As a retirement account
Because an HSA can be rolled over yearly without expiring, you can utilize it as a retirement account. Imagine you’re expecting a pension and contribute to a Roth IRA. You want to ensure you’ll have more when you retire, so you make a plan for your HSA. Since you’re still working, you’ll pay most medical expenses out-of-pocket and invest the remaining $3,000 through the HSA provider. (Not all HSAs allow for investments, although most do.)

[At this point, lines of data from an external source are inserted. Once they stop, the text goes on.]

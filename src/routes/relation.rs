//! Route sets: to-many relations and single item attributes.

use super::{Route, RouteKind};
use crate::case::to_camel_case;
use crate::fields::Field;
use axum::http::Method;

/// GET, POST and DELETE routes for one to-many relation of an item.
///
/// Listings return links to the related items; POST adds one member and
/// returns its link; DELETE `/{target_id}` removes one (204 even when it was
/// not a member).
#[derive(Clone, Debug)]
pub struct Relation {
    attribute: String,
    target: String,
}

impl Relation {
    pub fn new(attribute: &str, target: &str) -> Self {
        Relation { attribute: attribute.to_string(), target: target.to_string() }
    }

    pub fn routes(&self) -> Vec<Route> {
        let attribute = self.attribute.as_str();
        let relation = |action: &str| RouteKind::from_relation(action, attribute, &self.target);
        vec![
            Route::with_kind(
                Method::GET,
                attribute,
                &to_camel_case(attribute),
                true,
                &[attribute],
                relation("instances"),
            ),
            Route::with_kind(
                Method::POST,
                &format!("{}_add", attribute),
                &to_camel_case(&format!("add_{}", attribute)),
                true,
                &[attribute],
                relation("add"),
            ),
            Route::with_kind(
                Method::DELETE,
                &format!("{}_remove", attribute),
                &to_camel_case(&format!("remove_{}", attribute)),
                true,
                &[attribute, "{target_id}"],
                relation("remove"),
            ),
        ]
    }
}

impl RouteKind {
    fn from_relation(action: &str, attribute: &str, target: &str) -> RouteKind {
        let (attribute, target) = (attribute.to_string(), target.to_string());
        match action {
            "add" => RouteKind::RelationAdd { attribute, target },
            "remove" => RouteKind::RelationRemove { attribute, target },
            _ => RouteKind::RelationInstances { attribute, target },
        }
    }
}

/// Reads (GET) and replaces (POST) one attribute of an item at `/{id}/{key}`.
#[derive(Clone, Debug)]
pub struct ItemAttributeRoute {
    key: String,
    field: Field,
    writable: bool,
}

impl ItemAttributeRoute {
    /// `field` converts the attribute; its `attribute` defaults to `key`.
    pub fn new(key: &str, field: Field) -> Self {
        let writable = !field.io.is_read_only();
        ItemAttributeRoute { key: key.to_string(), field, writable }
    }

    pub fn routes(&self) -> Vec<Route> {
        let key = self.key.as_str();
        let mut routes = vec![Route::with_kind(
            Method::GET,
            key,
            &to_camel_case(&format!("read_{}", key)),
            true,
            &[key],
            RouteKind::AttributeRead { key: self.key.clone(), field: self.field.clone() },
        )];
        if self.writable {
            routes.push(Route::with_kind(
                Method::POST,
                &format!("{}_update", key),
                &to_camel_case(&format!("update_{}", key)),
                true,
                &[key],
                RouteKind::AttributeWrite { key: self.key.clone(), field: self.field.clone() },
            ));
        }
        routes
    }
}

#[cfg(test)]
mod tests {
    use super::*;

    #[test]
    fn relation_routes() {
        let routes = Relation::new("authors", "author").routes();
        let described: Vec<(String, String, String)> = routes
            .iter()
            .map(|r| (r.method.to_string(), r.pattern(), r.rel.clone()))
            .collect();
        assert_eq!(
            described,
            vec![
                ("GET".into(), "/{id}/authors".into(), "authors".into()),
                ("POST".into(), "/{id}/authors".into(), "addAuthors".into()),
                ("DELETE".into(), "/{id}/authors/{target_id}".into(), "removeAuthors".into()),
            ]
        );
        assert_eq!(routes[2].axum_path("/book"), "/book/:id/authors/:target_id");
        assert!(routes.iter().all(|r| r.target() == Some("author")));
    }

    #[test]
    fn read_only_attribute_has_no_post() {
        assert_eq!(ItemAttributeRoute::new("rating", Field::integer()).routes().len(), 2);
        let routes = ItemAttributeRoute::new("rating", Field::integer().read_only()).routes();
        assert_eq!(routes.len(), 1);
        assert_eq!(routes[0].rel, "readRating");
    }
}
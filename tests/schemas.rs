mod common;

use axum::http::StatusCode;
use common::*;
use potion_rest::{Api, ApiConfig, Field, ItemAttributeRoute, Relation};
use serde_json::{json, Value};

fn rels(schema: &Value) -> Vec<&str> {
    schema["links"].as_array().unwrap().iter().map(|l| l["rel"].as_str().unwrap()).collect()
}

fn link<'a>(schema: &'a Value, rel: &str) -> &'a Value {
    schema["links"].as_array().unwrap().iter().find(|l| l["rel"] == json!(rel)).unwrap()
}

#[tokio::test]
async fn api_schema_references_every_resource() {
    let router = library(ApiConfig { title: Some("Library".into()), ..Default::default() }.with_prefix("/api"));
    let reply = get(&router, "/api/schema").await;
    assert_eq!(reply.status, StatusCode::OK);
    assert_eq!(reply.header("content-type"), Some("application/schema+json"));
    assert_eq!(
        reply.body,
        json!({
            "$schema": "http://json-schema.org/draft-04/hyper-schema#",
            "title": "Library",
            "properties": {
                "author": {"$ref": "/api/author/schema#"},
                "book": {"$ref": "/api/book/schema#"}
            }
        })
    );
}

#[tokio::test]
async fn resource_schema_describes_fields_and_links() {
    let router = library(ApiConfig::default());
    let reply = get(&router, "/book/schema").await;
    assert_eq!(reply.status, StatusCode::OK);
    assert_eq!(reply.header("content-type"), Some("application/schema+json"));
    let schema = &reply.body;
    assert_eq!(schema["$schema"], json!("http://json-schema.org/draft-04/hyper-schema#"));
    assert_eq!(schema["type"], json!("object"));
    assert_eq!(schema["properties"]["$uri"]["readOnly"], json!(true));
    assert_eq!(schema["properties"]["author"]["type"], json!(["object", "null"]));
    assert_eq!(schema["properties"]["author"]["properties"]["$ref"]["pattern"], json!("^/author/[^/]+$"));

    assert_eq!(rels(schema), vec!["create", "describedBy", "destroy", "instances", "self", "update"]);
    assert_eq!(link(schema, "self")["href"], json!("/book/{id}"));
    assert_eq!(link(schema, "self")["method"], json!("GET"));
    assert_eq!(link(schema, "instances")["href"], json!("/book"));
    assert_eq!(link(schema, "instances")["targetSchema"], json!({"type": "array", "items": {"$ref": "#"}}));
    assert_eq!(link(schema, "create")["schema"]["required"], json!(["title"]));
    assert!(link(schema, "destroy").get("schema").is_none());
}

#[tokio::test]
async fn relation_and_attribute_links() {
    let mut api = Api::new(ApiConfig::default());
    api.add(author()).unwrap();
    api.add(
        book()
            .relation(Relation::new("authors", "author"))
            .item_attribute(ItemAttributeRoute::new("rating", Field::integer())),
    )
    .unwrap();
    let router = api.into_router().unwrap();
    let schema = get(&router, "/book/schema").await.body;

    assert_eq!(
        rels(&schema),
        vec![
            "addAuthors",
            "authors",
            "create",
            "describedBy",
            "destroy",
            "instances",
            "readRating",
            "removeAuthors",
            "self",
            "update",
            "updateRating"
        ]
    );
    assert_eq!(link(&schema, "authors")["href"], json!("/book/{id}/authors"));
    assert_eq!(link(&schema, "removeAuthors")["href"], json!("/book/{id}/authors/{target_id}"));
    assert_eq!(link(&schema, "removeAuthors")["method"], json!("DELETE"));
    assert_eq!(link(&schema, "updateRating")["method"], json!("POST"));
    assert_eq!(link(&schema, "readRating")["targetSchema"]["type"], json!("integer"));
}

#[tokio::test]
async fn debug_mode_pretty_prints() {
    let router = library(ApiConfig { debug: true, ..Default::default() });
    let request = axum::http::Request::builder()
        .uri("/schema")
        .body(axum::body::Body::empty())
        .unwrap();
    let response = tower::ServiceExt::oneshot(router, request).await.unwrap();
    let bytes = axum::body::to_bytes(response.into_body(), usize::MAX).await.unwrap();
    assert!(bytes.contains(&b'\n'));
}
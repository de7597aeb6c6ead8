use super::{Field, ResourceRef};
use crate::error::{ApiError, ConfigError};
use crate::schema::Context;
use indexmap::IndexMap;
use regex::Regex;
use serde_json::{json, Map, Value};

#[derive(Clone, Debug)]
enum Shape {
    Properties(IndexMap<String, Field>),
    Pattern { pattern: String, value: Box<Field> },
    Additional(Box<Field>),
}

/// Object values with either named properties, regex-matched keys or one uniform value type.
#[derive(Clone, Debug)]
pub struct ObjectField {
    shape: Shape,
}

impl ObjectField {
    pub fn properties(properties: IndexMap<String, Field>) -> Self {
        ObjectField { shape: Shape::Properties(properties) }
    }

    /// Free-form keys, every value of the same field type.
    pub fn values(value: Field) -> Self {
        ObjectField { shape: Shape::Additional(Box::new(value)) }
    }

    pub fn pattern(pattern: &str, value: Field) -> Result<Self, ConfigError> {
        Regex::new(pattern).map_err(|e| ConfigError::InvalidField(format!("invalid key pattern '{}': {}", pattern, e)))?;
        Ok(ObjectField {
            shape: Shape::Pattern { pattern: pattern.to_string(), value: Box::new(value) },
        })
    }

    /// Builds from optional parts; exactly one of them must be given.
    pub fn new(
        properties: Option<IndexMap<String, Field>>,
        pattern: Option<(&str, Field)>,
        additional: Option<Field>,
    ) -> Result<Self, ConfigError> {
        match (properties, pattern, additional) {
            (Some(properties), None, None) => Ok(ObjectField::properties(properties)),
            (None, Some((pattern, value)), None) => ObjectField::pattern(pattern, value),
            (None, None, Some(value)) => Ok(ObjectField::values(value)),
            (None, None, None) => Ok(ObjectField::values(Field::any())),
            (_, Some(_), Some(_)) => Err(ConfigError::InvalidField(
                "object fields cannot combine pattern and additional properties".into(),
            )),
            _ => Err(ConfigError::InvalidField(
                "object fields take one of properties, pattern properties or additional properties".into(),
            )),
        }
    }

    pub(crate) fn schema(&self, ctx: Context<'_>, request: bool) -> Value {
        let child = |field: &Field| if request { field.request(ctx) } else { field.response(ctx) };
        match &self.shape {
            Shape::Properties(properties) => {
                let props: Map<String, Value> = properties
                    .iter()
                    .filter(|(_, f)| if request { f.io.create || f.io.update } else { f.io.read })
                    .map(|(key, f)| (key.clone(), child(f)))
                    .collect();
                json!({"type": "object", "properties": props, "additionalProperties": false})
            }
            Shape::Pattern { pattern, value } => json!({
                "type": "object",
                "patternProperties": {pattern.as_str(): child(value)},
                "additionalProperties": false
            }),
            Shape::Additional(value) => json!({"type": "object", "additionalProperties": child(value)}),
        }
    }

    pub(crate) fn format(&self, value: &Value, ctx: Context<'_>) -> Value {
        let Value::Object(map) = value else {
            return value.clone();
        };
        match &self.shape {
            Shape::Properties(properties) => Value::Object(
                properties
                    .iter()
                    .filter(|(_, f)| f.io.read)
                    .map(|(key, f)| (key.clone(), f.output(key, map, ctx)))
                    .collect(),
            ),
            Shape::Pattern { value: inner, .. } | Shape::Additional(inner) => Value::Object(
                map.iter().map(|(k, v)| (k.clone(), inner.format(v, ctx))).collect(),
            ),
        }
    }

    pub(crate) async fn convert(&self, value: &Value, ctx: Context<'_>) -> Result<Value, ApiError> {
        let Value::Object(map) = value else {
            return Ok(value.clone());
        };
        let mut out = Map::new();
        match &self.shape {
            Shape::Properties(properties) => {
                for (key, field) in properties {
                    if let Some(v) = map.get(key) {
                        let converted = field.convert_valid(v, ctx).await.map_err(|e| e.prefixed(json!(key)))?;
                        out.insert(field.attribute_or(key).to_string(), converted);
                    }
                }
            }
            Shape::Pattern { value: inner, .. } | Shape::Additional(inner) => {
                for (key, v) in map {
                    let converted = inner.convert_valid(v, ctx).await.map_err(|e| e.prefixed(json!(key)))?;
                    out.insert(key.clone(), converted);
                }
            }
        }
        Ok(Value::Object(out))
    }

    pub(crate) fn visit_refs<E>(&mut self, f: &mut dyn FnMut(&mut ResourceRef) -> Result<(), E>) -> Result<(), E> {
        match &mut self.shape {
            Shape::Properties(properties) => {
                for field in properties.values_mut() {
                    field.visit_refs(f)?;
                }
                Ok(())
            }
            Shape::Pattern { value, .. } | Shape::Additional(value) => value.visit_refs(f),
        }
    }
}

#[cfg(test)]
mod tests {
    use super::*;

    #[test]
    fn pattern_and_additional_cannot_combine() {
        let err = ObjectField::new(None, Some(("^[a-z]+$", Field::integer())), Some(Field::string()));
        assert!(matches!(err, Err(ConfigError::InvalidField(_))));
        assert!(ObjectField::pattern("([", Field::integer()).is_err());
    }

    #[test]
    fn schemas_by_shape() {
        let ctx = Context::detached();
        let values = ObjectField::values(Field::integer());
        assert_eq!(
            values.schema(ctx, false),
            json!({"type": "object", "additionalProperties": {"type": "integer"}})
        );
        let pattern = ObjectField::pattern("^[a-z]+$", Field::string()).unwrap();
        assert_eq!(
            pattern.schema(ctx, true),
            json!({
                "type": "object",
                "patternProperties": {"^[a-z]+$": {"type": "string"}},
                "additionalProperties": false
            })
        );
    }

    #[tokio::test]
    async fn properties_convert_into_attributes() {
        let ctx = Context::detached();
        let object = ObjectField::properties(
            [("name".to_string(), Field::string().attribute("label"))].into_iter().collect(),
        );
        let converted = object.convert(&json!({"name": "x"}), ctx).await.unwrap();
        assert_eq!(converted, json!({"label": "x"}));
        assert_eq!(object.format(&converted, ctx), json!({"name": "x"}));
    }
}
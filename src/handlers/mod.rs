//! Generic route handlers shared by every resource.

mod dispatch;

pub(crate) use dispatch::{dispatch, method_not_allowed, not_found, root_schema, Incoming, RouteTarget};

Let’s say you begin investing your HSA funds at age 35, with plans to enroll in Medicare when you turn 65. If your investment earns an average annual return of 7%, your account balance will be over $283,000 by the time your Medicare card arrives. Better yet, there’s no required minimum distribution (RMD) for HSAs, meaning the money can continue to grow as long as you’d like.
How the extra funds can help
You’re free to use the money from your HSA any way you’d like although if you’re under 65, you’ll have to pay income tax plus a 20% penalty on withdrawals if the funds are used to pay for something other than qualified medical expenses. (After 65, the 20% penalty no longer applies.) Still, having options is nice. Here are several ways you can use your HSA if you’d like:
- Medical expenses: Including Medicare premiums, co-pays, deductibles, dental, and vision care.
- Long-term care services: These include nursing home fees and in-home care. Your HSA can even be used to pay the premiums for a tax-qualified long-term care insurance policy.
- Supplemental retirement income: Although you’ll pay taxes (at your ordinary rate) on withdrawals, the money is available if you need a little extra to get by.
HSAs are nothing if not flexible. Use them today to cover your medical needs or save it for the future. The decision is up to you.